Locally Operated Infrastructure, Affordable Prices, Fast Speeds
Construction is expected to start later in 2022, with the first subscribers to come online sometime in the first half of 2023. A project breakdown says they hope to provide basic speeds of 100 Megabits per second (Mbps) for $65 a month, and speeds of 1 Gigabit per second (Gbps) for $90 a month. The network will be open access, which means that additional ISPs (including, presumably, those currently offering service on the existing network) will be able to continue into the expanded areas.The PUD plans to offer a low-income tier for $45/month ($15 after the Affordable Connectivity Program subsidy), which is welcome to see.
The Jefferson County PUD currently provides electricity to 19,000 local residents, and water and septic service to an additional 5,000. While the PUD has spent decades building a fiber network that now connects about 50 businesses in Port Townsend, until 2021 Washington state law prohibited them from providing service directly to users, forcing the PUD to lease access to a third-party ISP to provide retail Internet access.
Last May, Washington state lawmakers voted to eliminate the restrictive legislation, paving the way for a wide variety of new Internet access alternatives across the state.

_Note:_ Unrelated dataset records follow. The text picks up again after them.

//! Connection lifecycle types.
//!
//! This module provides the connection state machine, a lock-free observer
//! for it, and the notices delivered through the close callback.

use std::sync::atomic::{AtomicU8, Ordering};
use std::sync::Arc;

use crate::error::ClientError;

/// Lifecycle state of the game server connection.
#[derive(Debug, Clone, Copy, PartialEq, Eq)]
pub enum ConnectionState {
    /// Not started yet
    None,
    /// Transport is opening
    Connecting,
    /// Transport reported open
    Connected,
    /// Closed normally (terminal)
    Closed,
    /// Closed by a transport failure (terminal)
    Error,
}

impl ConnectionState {
    /// Convert to u8 for atomic storage.
    pub fn to_u8(self) -> u8 {
        match self {
            ConnectionState::None => 0,
            ConnectionState::Connecting => 1,
            ConnectionState::Connected => 2,
            ConnectionState::Closed => 3,
            ConnectionState::Error => 4,
        }
    }

    /// Convert from u8 (atomic storage).
    pub fn from_u8(v: u8) -> Self {
        match v {
            1 => ConnectionState::Connecting,
            2 => ConnectionState::Connected,
            3 => ConnectionState::Closed,
            4 => ConnectionState::Error,
            _ => ConnectionState::None,
        }
    }

    pub fn is_terminal(self) -> bool {
        matches!(self, ConnectionState::Closed | ConnectionState::Error)
    }
}

/// What the close callback is told.
///
/// `Closed` and `TransportError` end the connection. `ProtocolError` reports a
/// single bad frame; the connection keeps processing.
#[derive(Debug)]
pub enum ConnectionNotice {
    Closed,
    TransportError(ClientError),
    ProtocolError(ClientError),
}

impl ConnectionNotice {
    pub fn is_terminal(&self) -> bool {
        !matches!(self, ConnectionNotice::ProtocolError(_))
    }

    /// Terminal state this notice leads to, if any.
    pub fn terminal_state(&self) -> Option<ConnectionState> {
        match self {
            ConnectionNotice::Closed => Some(ConnectionState::Closed),
            ConnectionNotice::TransportError(_) => Some(ConnectionState::Error),
            ConnectionNotice::ProtocolError(_) => None,
        }
    }
}

/// Observable connection state for UI binding.
///
/// Multiple observers can share the same underlying state.
#[derive(Clone)]
pub struct ConnectionStateObserver {
    state: Arc<AtomicU8>,
}

impl ConnectionStateObserver {
    pub fn new(state: Arc<AtomicU8>) -> Self {
        Self { state }
    }

    /// Get the current connection state.
    pub fn state(&self) -> ConnectionState {
        ConnectionState::from_u8(self.state.load(Ordering::SeqCst))
    }

    /// Check if currently connected.
    pub fn is_connected(&self) -> bool {
        self.state() == ConnectionState::Connected
    }
}

/// Update the shared connection state.
pub fn set_connection_state(state_ref: &AtomicU8, new_state: ConnectionState) {
    state_ref.store(new_state.to_u8(), Ordering::SeqCst);
}

/// Move `None` to `Connecting`. Fails if the connection was already started.
pub fn begin_connecting(state_ref: &AtomicU8) -> Result<(), ClientError> {
    state_ref
        .compare_exchange(
            ConnectionState::None.to_u8(),
            ConnectionState::Connecting.to_u8(),
            Ordering::SeqCst,
            Ordering::SeqCst,
        )
        .map(|_| ())
        .map_err(|_| ClientError::AlreadyStarted)
}
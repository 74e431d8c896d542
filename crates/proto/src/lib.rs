//! yrwatch Proto - ra2yr protocol messages
//!
//! This crate declares the subset of the ra2yr protobuf schema that the client
//! puts on (or takes off) the wire:
//! - Envelopes (`Command`, `Response`) and their enums
//! - Queue plumbing (`RunCommandAck`, `PollResults`, `CommandResult`)
//! - The two commands the client understands (`GetGameState`, `ReadValue`)
//! - Game state snapshots (`GameState` and its element types)
//!
//! # Design Principles
//!
//! 1. **Minimal dependencies** - Only prost and prost-types
//! 2. **No business logic** - Pure message types, hand-derived with `prost`
//! 3. **Exact type tags** - Every message implements [`prost::Name`] with a
//!    `type.googleapis.com/<full name>` type url, so `Any` payloads can be
//!    matched by identity

pub mod commands;
pub mod envelope;
pub mod ra2yr;

pub use prost::{Message, Name};
pub use prost_types::Any;

pub use crate::envelope::{
    poll_results, Command, CommandResult, CommandType, PollResults, Response, ResponseCode,
    RunCommandAck, TextResponse,
};

/// Prefix of every type url produced by this crate.
pub const TYPE_URL_PREFIX: &str = "type.googleapis.com";

/// Implements [`prost::Name`] with the `type.googleapis.com/` type url prefix.
macro_rules! impl_name {
    ($package:literal, $($ty:ident),+ $(,)?) => {
        $(
            impl ::prost::Name for $ty {
                const NAME: &'static str = stringify!($ty);
                const PACKAGE: &'static str = $package;

                fn full_name() -> String {
                    format!("{}.{}", Self::PACKAGE, Self::NAME)
                }

                fn type_url() -> String {
                    format!("{}/{}", $crate::TYPE_URL_PREFIX, Self::full_name())
                }
            }
        )+
    };
}

pub(crate) use impl_name;

/// Wrap a message into an `Any` carrying its type url.
pub fn pack<M: Name>(message: &M) -> Any {
    Any {
        type_url: M::type_url(),
        value: message.encode_to_vec(),
    }
}

/// Decode an `Any` as `M` if (and only if) its type url is exactly `M`'s.
///
/// Returns `None` for a different type url, `Some(Err)` when the tag matches
/// but the bytes do not decode.
pub fn unpack<M: Name + Default>(any: &Any) -> Option<Result<M, prost::DecodeError>> {
    if any.type_url != M::type_url() {
        return None;
    }
    Some(M::decode(any.value.as_slice()))
}
//! Command dispatch: envelope encoding, callback tracking and backpressure.
//!
//! The [`CommandDispatcher`] wraps opaque command messages into `Command`
//! envelopes and hands the encoded frames to a [`FrameSink`]. Commands sent with
//! a callback are registered in the pending table *before* transmission, so an
//! acknowledgment can never overtake its own registration.

use tokio::sync::mpsc;
use yrwatch_proto::{
    pack, poll_results, Command, CommandType, Message, Name, PollResults, RunCommandAck,
};

use crate::error::ClientError;
use crate::infrastructure::websocket::{AckPolicy, PendingCallback, PendingCommands};

/// Outbound seam: where encoded frames go.
#[cfg_attr(test, mockall::automock)]
pub trait FrameSink: Send {
    fn transmit(&mut self, frame: Vec<u8>) -> Result<(), ClientError>;
}

/// Sink feeding the socket writer task.
pub struct ChannelSink {
    tx: mpsc::UnboundedSender<Vec<u8>>,
}

impl ChannelSink {
    pub fn new(tx: mpsc::UnboundedSender<Vec<u8>>) -> Self {
        Self { tx }
    }
}

impl FrameSink for ChannelSink {
    fn transmit(&mut self, frame: Vec<u8>) -> Result<(), ClientError> {
        self.tx.send(frame).map_err(|_| ClientError::NotConnected)
    }
}

/// Encode `command` into a `Command` envelope of the given type.
pub fn encode_command<M: Name>(command: &M, command_type: CommandType) -> Vec<u8> {
    Command {
        command_type: command_type as i32,
        command: Some(pack(command)),
    }
    .encode_to_vec()
}

/// Sends commands and tracks the ones awaiting a correlated result.
pub struct CommandDispatcher {
    sink: Box<dyn FrameSink>,
    pending: PendingCommands,
    max_pending: usize,
    ack_policy: AckPolicy,
}

impl CommandDispatcher {
    pub fn new(sink: Box<dyn FrameSink>, max_pending: usize, ack_policy: AckPolicy) -> Self {
        Self {
            sink,
            pending: PendingCommands::default(),
            max_pending,
            ack_policy,
        }
    }

    /// Number of callbacks waiting for a result.
    pub fn pending_len(&self) -> usize {
        self.pending.len()
    }

    pub fn is_pending(&self, id: u64) -> bool {
        self.pending.contains(id)
    }

    /// Encode and transmit `command`.
    ///
    /// With a callback, fails with [`ClientError::Backpressure`] and no side
    /// effect once `max_pending` callbacks are waiting.
    pub fn send<M: Name>(
        &mut self,
        command: &M,
        callback: Option<PendingCallback>,
        command_type: CommandType,
    ) -> Result<(), ClientError> {
        let acknowledged = matches!(
            command_type,
            CommandType::ClientCommand | CommandType::ClientCommandOld
        );
        if callback.is_some() {
            if !acknowledged {
                return Err(ClientError::Untrackable(command_type));
            }
            if self.pending.len() >= self.max_pending {
                return Err(ClientError::Backpressure {
                    max_pending: self.max_pending,
                });
            }
        }

        let frame = encode_command(command, command_type);

        if acknowledged {
            self.pending.register(callback);
        }
        if let Err(e) = self.sink.transmit(frame) {
            if acknowledged {
                self.pending.unregister_last();
            }
            return Err(e);
        }

        tracing::debug!(
            type_url = %M::type_url(),
            command_type = ?command_type,
            pending = self.pending.len(),
            "Command sent"
        );
        Ok(())
    }

    /// Send a blocking long-poll for `queue_id`. Polls are never tracked.
    pub fn send_poll(&mut self, queue_id: u64, timeout_ms: u64) -> Result<(), ClientError> {
        let poll = PollResults {
            args: Some(poll_results::Args {
                queue_id,
                timeout: timeout_ms,
            }),
            result: None,
        };
        self.send(&poll, None, CommandType::PollBlocking)
    }

    /// Apply an acknowledgment's correlation id to waiting commands.
    pub fn on_ack(&mut self, ack: &RunCommandAck) -> usize {
        let assigned = self.pending.assign(ack.id, self.ack_policy);
        tracing::debug!(
            id = ack.id,
            queue_id = ack.queue_id,
            assigned,
            "Command acknowledged"
        );
        assigned
    }

    /// The server rejected the oldest unacknowledged command. Returns its
    /// callback, if it had one.
    pub fn on_error(&mut self) -> Option<PendingCallback> {
        let callback = self.pending.reject_oldest();
        tracing::debug!(
            tracked = callback.is_some(),
            pending = self.pending.len(),
            "Command rejected"
        );
        callback
    }

    /// Remove the callback waiting for `id`, if any.
    pub fn take(&mut self, id: u64) -> Option<PendingCallback> {
        self.pending.take(id)
    }

    /// Remove every waiting callback (connection teardown).
    pub fn drain(&mut self) -> Vec<PendingCallback> {
        self.pending.drain()
    }
}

Freshly encouraged by the move, countless Tribal organizations and communities are now jockeying for Covid-19 relief funding, federal infrastructure funding, and state broadband grants. The funds are being used for projects ranging from free wireless service (the Confederated Tribes of the Colville Reservation) to large public-private fiber deployments (Lewis County).
Filling the Gaps
A 2021 survey by the Washington State Department of Commerce found that 64 percent of Washington households reported download speeds slower than the base FCC definition of broadband, currently a paltry 25 Mbps downstream, 3 Mbps upstream. The state is currently considering raising the base definition of broadband to 100 Mbps downstream, 20 Mbps upstream.
Rural Jefferson County is no stranger to broadband coverage gaps. The county has just one incorporated city (Port Townsend), and its 30,000 residents are no strangers to the impact regional telecom monopolization has on the quality and affordability of Internet access.
As with many regions, CenturyLink’s (now Lumen) domination of the competitive field in the region has resulted in substandard speeds, high prices, and poor customer service, Eloise Langenbach, operator of the Brinnon, Washington Food Bank, told Crosscut.
“You couldn’t stream anything,” Langenbach said of trying to use CenturyLink DSL, which she dubbed “very, very sad.” “We’re not worth the effort, I guess, to put the money into [fiber] because there aren’t enough people.”
Centurylink and other dominant regional providers aren’t likely to meaningfully expand fiber access to rural parts of the area any time soon. So, like a growing roster of U.S. communities, Jefferson County locals, bolstered by a surge in federal and state grants, have been forced by market failure to take matters into their own hands.
The PUD continues to pursue an array of other grants for additional projects, ranging from more state funds to USDA ReConnect.